Search the records for the string "expected". Copy each line where it occurs.

#### Stored data

↓

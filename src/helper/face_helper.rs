use anyhow::Error;
use nalgebra::Vector2;
use ndarray::{Array2, ArrayView2};
use opencv::calib3d::{estimate_affine_partial_2d, LMEDS};
use opencv::core::{BORDER_CONSTANT, Mat, MatTrait, MatTraitConst, Point2f, Scalar, Size, Vector, CV_64F};
use opencv::imgproc::{INTER_LINEAR, warp_affine};
use crate::error::DatasetError;
use crate::modules::face_align::FaceAligner;

/// NormCropAligner maps the five detected keypoints onto the ArcFace template and warps
/// the image into a square crop.
#[derive(Debug, Clone)]
pub struct NormCropAligner {
    face_template: Array2<f32>,
    bbox_fallback: bool,
}

impl NormCropAligner {

    /// new initializes the aligner with the 112x112 ArcFace template.
    ///
    /// # Arguments
    /// * `bbox_fallback` - crop around the bounding box when the face has no keypoints
    pub fn new(bbox_fallback: bool) -> Self {
        let face_template: Array2<f32> = Array2::<f32>::from(
            vec![
                [38.2946, 51.6963],
                [73.5318, 51.5014],
                [56.0252, 71.7366],
                [41.5493, 92.3655],
                [70.7299, 92.2041],
            ]
        );

        NormCropAligner {
            face_template,
            bbox_fallback,
        }
    }

    /// Template scaled to `size`; sizes that are not a multiple of 112 use the 128 layout.
    pub fn template_for(&self, size: i32) -> Array2<f32> {
        let (ratio, diff_x) = if size % 112 == 0 {
            (size as f32 / 112.0, 0.0)
        } else {
            let ratio = size as f32 / 128.0;
            (ratio, 8.0 * ratio)
        };

        let mut template = self.face_template.mapv(|x| x * ratio);
        template.column_mut(0).mapv_inplace(|x| x + diff_x);
        template
    }

    pub fn crop_from_keypoints(&self, img: &Mat, keypoints: ArrayView2<f32>, size: i32) -> Result<Mat, Error> {
        if keypoints.dim() != self.face_template.dim() {
            return Err(DatasetError::DetectionShape(format!(
                "keypoints have shape {:?}, expected {:?}",
                keypoints.dim(),
                self.face_template.dim()
            )).into())
        }
        let vec_lmk = array2_to_vector_of_point2f(keypoints);
        let template = self.template_for(size);
        let vec_face_template = array2_to_vector_of_point2f(template.view());
        let mut inliers = Mat::default();
        let affine_matrix = estimate_affine_partial_2d(
            &vec_lmk,
            &vec_face_template,
            &mut inliers,
            LMEDS,
            3.0,
            2000,
            0.99,
            10,
        )?;
        if affine_matrix.empty() {
            return Err(Error::msg("face_helper - cannot estimate the alignment transform"))
        }
        warp(img, &affine_matrix, size)
    }

    /// crop_from_bbox takes a square around the box center, its side the longer box side.
    pub fn crop_from_bbox(&self, img: &Mat, bbox: [f32; 4], size: i32) -> Result<Mat, Error> {
        let side = f32::max((bbox[2] - bbox[0]).abs(), (bbox[3] - bbox[1]).abs());
        if side <= 0.0 {
            return Err(Error::msg("face_helper - degenerate bounding box"))
        }
        let center = box_center(&bbox);
        let scale = size as f64 / side as f64;
        let half = size as f64 / 2.0;

        let mut affine_matrix = Mat::new_rows_cols_with_default(2, 3, CV_64F, Scalar::all(0.0))?;
        *affine_matrix.at_2d_mut::<f64>(0, 0)? = scale;
        *affine_matrix.at_2d_mut::<f64>(0, 2)? = half - scale * center.x as f64;
        *affine_matrix.at_2d_mut::<f64>(1, 1)? = scale;
        *affine_matrix.at_2d_mut::<f64>(1, 2)? = half - scale * center.y as f64;

        warp(img, &affine_matrix, size)
    }
}

impl FaceAligner for NormCropAligner {
    fn align_crop(&self, img: &Mat, bbox: [f32; 4], keypoints: Option<ArrayView2<f32>>, size: i32) -> Result<Mat, Error> {
        match keypoints {
            Some(kps) => self.crop_from_keypoints(img, kps, size),
            None if self.bbox_fallback => self.crop_from_bbox(img, bbox, size),
            None => Err(DatasetError::MissingKeypoints.into()),
        }
    }
}

fn warp(img: &Mat, affine_matrix: &Mat, size: i32) -> Result<Mat, Error> {
    let mut cropped_face = Mat::default();
    warp_affine(
        img,
        &mut cropped_face,
        affine_matrix,
        Size::new(size, size),
        INTER_LINEAR,
        BORDER_CONSTANT,
        Scalar::all(0.0),
    )?;
    Ok(cropped_face)
}

fn array2_to_vector_of_point2f(array: ArrayView2<f32>) -> Vector<Point2f> {
    let mut vec = Vector::new();
    for i in 0..array.nrows() {
        let point = Point2f::new(array[[i, 0]], array[[i, 1]]);
        vec.push(point);
    }
    vec
}

fn box_center(bbox: &[f32; 4]) -> Vector2<f32> {
    let dx = (bbox[2] - bbox[0]).abs() / 2.0;
    let dy = (bbox[3] - bbox[1]).abs() / 2.0;
    Vector2::new(bbox[0] + dx, bbox[1] + dy)
}

/// get_center_face returns the index of the box whose center is closest to the image center.
///
/// The reference point is `(h / 2, w / 2)` taken as `(x, y)`. Ties keep the earliest box.
/// Returns `None` when there are no boxes or the boxes have fewer than four columns.
///
/// # Arguments
/// * `boxes` - one `[x1, y1, x2, y2, ...]` row per face
/// * `h` - image height
/// * `w` - image width
///
/// # Returns
/// * `Option<usize>`
pub fn get_center_face(boxes: ArrayView2<f32>, h: i32, w: i32) -> Option<usize> {
    if boxes.ncols() < 4 {
        return None
    }
    let img_center = Vector2::new((h / 2) as f32, (w / 2) as f32);

    let mut center_idx: Option<usize> = None;
    let mut distance = f32::INFINITY;
    for (idx, row) in boxes.rows().into_iter().enumerate() {
        let face_center = box_center(&[row[0], row[1], row[2], row[3]]);
        let current = (face_center - img_center).norm();
        if center_idx.is_none() || current < distance {
            distance = current;
            center_idx = Some(idx);
        }
    }
    center_idx
}
pub mod sampler;
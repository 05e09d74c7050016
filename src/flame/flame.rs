use std::fs::File;
use std::io::{Read, Seek};
use std::path::Path;
use anyhow::Error;
use ndarray::{s, Array1, Array2, ArrayD, ArrayView1};
use ndarray_npy::NpzReader;
use crate::error::DatasetError;

const POSE_LEN: usize = 9;

/// Raw FLAME parameters of one actor as stored in its `.npz` archive.
#[derive(Debug, Clone, PartialEq)]
pub struct ShapeParams {
    pub pose: Array1<f32>,
    pub betas: Array1<f32>,
}

/// FLAME coefficients replicated along a leading batch axis.
#[derive(Debug, Clone, PartialEq)]
pub struct FlameParams {
    pub shape_params: Array2<f32>,
    pub expression_params: Array2<f32>,
    pub pose_params: Array2<f32>,
}

impl ShapeParams {

    /// load reads the `pose` and `betas` arrays of an actor.
    ///
    /// # Arguments
    /// * `path` - path of the `.npz` parameter archive
    ///
    /// # Returns
    /// * `Result<ShapeParams, Error>`
    pub fn load<P: AsRef<Path>>(path: P) -> Result<Self, Error> {
        let path = path.as_ref();
        let missing = |reason: String| DatasetError::ParamsMissing {
            path: path.to_path_buf(),
            reason,
        };

        let file = File::open(path).map_err(|e| missing(e.to_string()))?;
        let mut npz = NpzReader::new(file).map_err(|e| missing(e.to_string()))?;
        let pose = read_float_array(&mut npz, "pose").map_err(|e| missing(e.to_string()))?;
        let betas = read_float_array(&mut npz, "betas").map_err(|e| missing(e.to_string()))?;

        Ok(ShapeParams { pose, betas })
    }

    /// build_shape_block splits the betas into shape and expression coefficients, keeps the
    /// global and jaw rotations of the pose, and stacks each of them `k` times.
    ///
    /// # Arguments
    /// * `k` - batch size
    /// * `n_shape` - number of leading betas that are shape coefficients
    ///
    /// # Returns
    /// * `Result<FlameParams, Error>`
    pub fn build_shape_block(&self, k: usize, n_shape: usize) -> Result<FlameParams, Error> {
        if self.betas.len() < n_shape {
            return Err(DatasetError::ParamsShape {
                field: "betas",
                expected: n_shape,
                actual: self.betas.len(),
            }.into())
        }
        if self.pose.len() < POSE_LEN {
            return Err(DatasetError::ParamsShape {
                field: "pose",
                expected: POSE_LEN,
                actual: self.pose.len(),
            }.into())
        }

        let shape = self.betas.slice(s![..n_shape]);
        let expression = self.betas.slice(s![n_shape..]);
        let pose: Array1<f32> = self.pose
            .slice(s![0..3])
            .iter()
            .chain(self.pose.slice(s![6..9]).iter())
            .cloned()
            .collect();

        Ok(FlameParams {
            shape_params: replicate(shape, k),
            expression_params: replicate(expression, k),
            pose_params: replicate(pose.view(), k),
        })
    }
}

fn replicate(row: ArrayView1<f32>, k: usize) -> Array2<f32> {
    Array2::from_shape_fn((k, row.len()), |(_, j)| row[j])
}

// Archives written by numpy name their entries `<key>.npy`; accept both spellings and
// both float widths.
fn read_float_array<R: Read + Seek>(npz: &mut NpzReader<R>, key: &str) -> Result<Array1<f32>, Error> {
    let candidates = [key.to_string(), format!("{key}.npy")];
    let mut last_error: Option<Error> = None;

    for name in &candidates {
        match npz.by_name::<ndarray::OwnedRepr<f32>, ndarray::IxDyn>(name) {
            Ok(array) => return Ok(flatten(array)),
            Err(e) => last_error = Some(e.into()),
        }
        match npz.by_name::<ndarray::OwnedRepr<f64>, ndarray::IxDyn>(name) {
            Ok(array) => return Ok(flatten(array.mapv(|x| x as f32))),
            Err(e) => last_error = Some(e.into()),
        }
    }
    Err(last_error.unwrap_or_else(|| Error::msg(format!("array `{key}` not found"))))
}

fn flatten(array: ArrayD<f32>) -> Array1<f32> {
    array.iter().cloned().collect()
}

↑

#### ANSWER TO THE PROBLEM
                "keypoints have shape {:?}, expected {:?}",
                expected: n_shape,
                expected: POSE_LEN,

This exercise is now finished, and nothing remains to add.